The efficacy of an integrated autotransfusion regimen, including pre-donation and perioperative salvage of autologous blood, was prospectively evaluated in 2884 patients undergoing total hip (n = 2016) or knee arthroplasty (n = 480), and hip revision (n = 388) with either balanced general, regional, or integrated epidural/general anaesthesia. Allogenic concentrated red blood cells were transfused in the presence of symptomatic anaemia or when haemoglobin concentration was < 6 g dL(-1) (10 g dL(-1) in patients affected by cerebrovascular or coronary artery disease) after all salvaged and pre-donated autologous blood had been transfused. A total of 278 patients (9.6%) received allogenic blood. Risk factors for allogenic blood transfusion were: preoperative haemoglobin concentration < 10 g dL(-1) (after autologous blood pre-donations) (Odds ratio: 8.7; 95% CI: 6.5-16.8; P = 0.004), hip revision versus hip or knee arthroplasty (Odds ratio: 5.8; 95% CI: 3.9-8.5; P = 0.0001) and inability in obtaining the number of pre-donations required by the Maximum Surgery Blood Order on Schedule (Odds ratio: 3.4; 95% CI: 2.7-4.1; P = 0.0001).

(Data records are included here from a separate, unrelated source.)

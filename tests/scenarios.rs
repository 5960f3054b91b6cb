//! End-to-end gameplay scenarios driven through the public tick API

use dodge_shoot::consts::*;
use dodge_shoot::sim::{
    Boss, BossKind, BossStage, Enemy, EnemyKind, GamePhase, GameState, Projectile, SoundCue,
    TickInput, tick,
};
use glam::Vec2;

fn idle() -> TickInput {
    TickInput::default()
}

/// No natural spawns so every entity on the field is placed by the test
fn quiet_state(seed: u64) -> GameState {
    GameState::with_spawn_interval(seed, u32::MAX)
}

fn still_bullet(center: Vec2, damage: i32) -> Projectile {
    let mut p = Projectile::new(center, 0.0, 0.0, damage);
    p.vel = Vec2::ZERO;
    p
}

fn park_player_in_corner(state: &mut GameState) {
    state.player.pos = Vec2::new(0.0, SCREEN_HEIGHT - PLAYER_SIZE);
}

#[test]
fn tank_dies_on_fifth_hit_and_pays_once() {
    let mut state = quiet_state(11);
    state
        .enemies
        .push(Enemy::new(Vec2::new(400.0, 100.0), EnemyKind::Tank));

    let mut total_bounty = 0;
    for _ in 0..5 {
        // The tank descends 1 px before collisions are resolved
        let aim = state.enemies[0].center() + Vec2::new(0.0, EnemyKind::Tank.speed());
        state.player.projectiles.push(still_bullet(aim, 1));
        total_bounty += tick(&mut state, &idle()).score_delta;
    }
    assert!(state.enemies.is_empty());
    assert_eq!(total_bounty, TANK_KILL_SCORE);
    assert_eq!(state.kills, 1);
}

#[test]
fn reaching_threshold_starts_boss_next_tick() {
    let mut state = quiet_state(12);
    state
        .enemies
        .push(Enemy::new(Vec2::new(100.0, 50.0), EnemyKind::Zigzag));
    state.player.score = BOSS_SCORE_PER_WAVE;

    let events = tick(&mut state, &idle());
    assert!(events.boss_spawned.is_some());
    assert!(state.is_boss_fight());
    assert!(state.enemies.is_empty());
    assert!(state.powerups.is_empty());
    assert!(state.bombs.is_empty());
}

#[test]
fn bomb_detonates_after_fuse_then_expires() {
    let mut state = quiet_state(13);
    state.player.pos = Vec2::new(500.0, 300.0);
    tick(
        &mut state,
        &TickInput {
            bomb: true,
            ..idle()
        },
    );
    let dropped = state.time_ticks;
    park_player_in_corner(&mut state);

    let mut detonated = None;
    let mut gone = None;
    for _ in 0..200 {
        let events = tick(&mut state, &idle());
        if events.cues.contains(&SoundCue::Explode) {
            detonated.get_or_insert(state.time_ticks);
        }
        if state.bombs.is_empty() {
            gone = Some(state.time_ticks);
            break;
        }
    }
    assert_eq!(detonated, Some(dropped + BOMB_FUSE_TICKS as u64));
    let growth = (BOMB_MAX_RADIUS / BOMB_GROWTH_PER_TICK) as u64;
    assert_eq!(gone, Some(dropped + BOMB_FUSE_TICKS as u64 + growth));
}

#[test]
fn bomb_cooldown_blocks_second_drop() {
    let mut state = quiet_state(14);
    let bomb = TickInput {
        bomb: true,
        ..idle()
    };
    tick(&mut state, &bomb);
    tick(&mut state, &bomb);
    assert_eq!(state.bombs.len(), 1);
}

#[test]
fn phase_drop_switches_to_rapid_fire() {
    let mut state = quiet_state(15);
    park_player_in_corner(&mut state);
    let mut boss = Boss::new(1, BossKind::Main);
    boss.pos.y = boss.target_y;
    boss.stage = BossStage::Active;
    boss.max_hp = 100;
    boss.hp = 34;
    let center = boss.center();
    state.boss = Some(boss);

    state.player.projectiles.push(still_bullet(center, 2));
    tick(&mut state, &idle());
    let boss = state.boss.as_ref().unwrap();
    assert_eq!(boss.phase(), 2);

    // Phase 2 fires every 10 frames
    let mut launches = Vec::new();
    for _ in 0..40 {
        let before = state.boss.as_ref().unwrap().missiles.len();
        tick(&mut state, &idle());
        let boss = state.boss.as_ref().unwrap();
        if boss.missiles.len() > before {
            launches.push(boss.attack_timer);
        }
    }
    assert_eq!(launches, vec![10, 20, 30, 40]);
}

#[test]
fn full_boss_cycle_advances_wave() {
    let mut state = quiet_state(16);
    park_player_in_corner(&mut state);
    state.player.score = BOSS_SCORE_PER_WAVE;
    // Force the main boss
    state.wave.mini_boss_spawned = true;
    tick(&mut state, &idle());
    assert_eq!(state.boss.as_ref().map(|b| b.kind), Some(BossKind::Main));

    // Let it finish its entrance
    while state.boss.as_ref().unwrap().stage == BossStage::Entering {
        tick(&mut state, &idle());
    }

    let mut defeated = None;
    for _ in 0..400 {
        let boss = state.boss.as_ref().unwrap();
        let center = boss.center();
        state.player.projectiles.push(still_bullet(center, 5));
        let events = tick(&mut state, &idle());
        if events.boss_defeated {
            defeated = Some(events);
            break;
        }
        // Keep the player topped up so the cycle can finish
        state.player.hp = state.player.max_hp;
    }
    let events = defeated.expect("boss should fall");
    assert_eq!(events.wave_advanced, Some(2));
    assert_eq!(state.wave.wave, 2);
    assert!(!state.wave.mini_boss_spawned);
    assert_eq!(state.powerups.len(), BOSS_POWERUP_DROPS);
    assert_eq!(
        events.record_score,
        Some(BOSS_SCORE_PER_WAVE + BOSS_BONUS_PER_WAVE)
    );
    assert!(state.boss.is_none());
}

#[test]
fn game_over_freezes_until_reset() {
    let mut state = quiet_state(17);
    state.player.lives = 1;
    state.player.hp = 1;
    let above = state.player.pos - Vec2::new(0.0, EnemyKind::Fast.speed());
    state.enemies.push(Enemy::new(above, EnemyKind::Fast));

    let events = tick(&mut state, &idle());
    assert!(events.game_over);
    assert_eq!(state.phase, GamePhase::GameOver);

    let frozen = state.time_ticks;
    for _ in 0..30 {
        assert!(tick(&mut state, &TickInput { fire: true, bomb: true, ..idle() }).is_empty());
    }
    assert_eq!(state.time_ticks, frozen);
    assert!(state.bombs.is_empty());

    // Pause requests are ignored once the run is over
    tick(&mut state, &TickInput { pause: true, ..idle() });
    assert_eq!(state.phase, GamePhase::GameOver);

    state.reset();
    assert_eq!(state.phase, GamePhase::Playing);
    assert_eq!(state.player.hp, PLAYER_MAX_HP);
    assert_eq!(state.time_ticks, 0);
}

#[test]
fn natural_spawns_arrive_above_playfield() {
    let mut state = GameState::new(18);
    for _ in 0..45 {
        tick(&mut state, &idle());
    }
    assert_eq!(state.enemies.len(), 1);
    let enemy = &state.enemies[0];
    assert!(enemy.pos.y < 0.0);
    assert!(enemy.pos.x >= 20.0 && enemy.pos.x <= SCREEN_WIDTH - 60.0);
}

#[test]
fn snapshot_serializes() {
    let mut state = GameState::new(19);
    let input = TickInput {
        autopilot: true,
        ..idle()
    };
    for _ in 0..300 {
        tick(&mut state, &input);
    }
    let json = serde_json::to_value(&state).unwrap();
    assert_eq!(json["wave"]["wave"], 1);
    assert!(json["player"]["score"].is_u64());
    assert!(json.get("rng").is_none());
}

The incidence of perioperative complications, including wound infection and haematoma, as well as myocardial ischaemia, respiratory failure and thromboembolic complications, was higher in those patients requiring allogenic blood transfusion (29.8%) than that observed in patients receiving only autologous blood (6.6%) (P = 0.0005); while the mean time duration from surgical procedure to patient discharge from the orthopaedic ward was shorter in those patients not receiving allogenic blood transfusion (12 days; 25-75th percentiles: 8-14 days) than in those patients who required perioperative transfusion with allogenic blood (15 days; 25-75th percentiles: 10-17 days) (P = 0.0005). In conclusion, this prospective study highlighted the clinical relevance of applying an extensive and integrated autotransfusion regimen in order to reduce allogenic blood transfusion and associated complications in patients undergoing major joint replacement.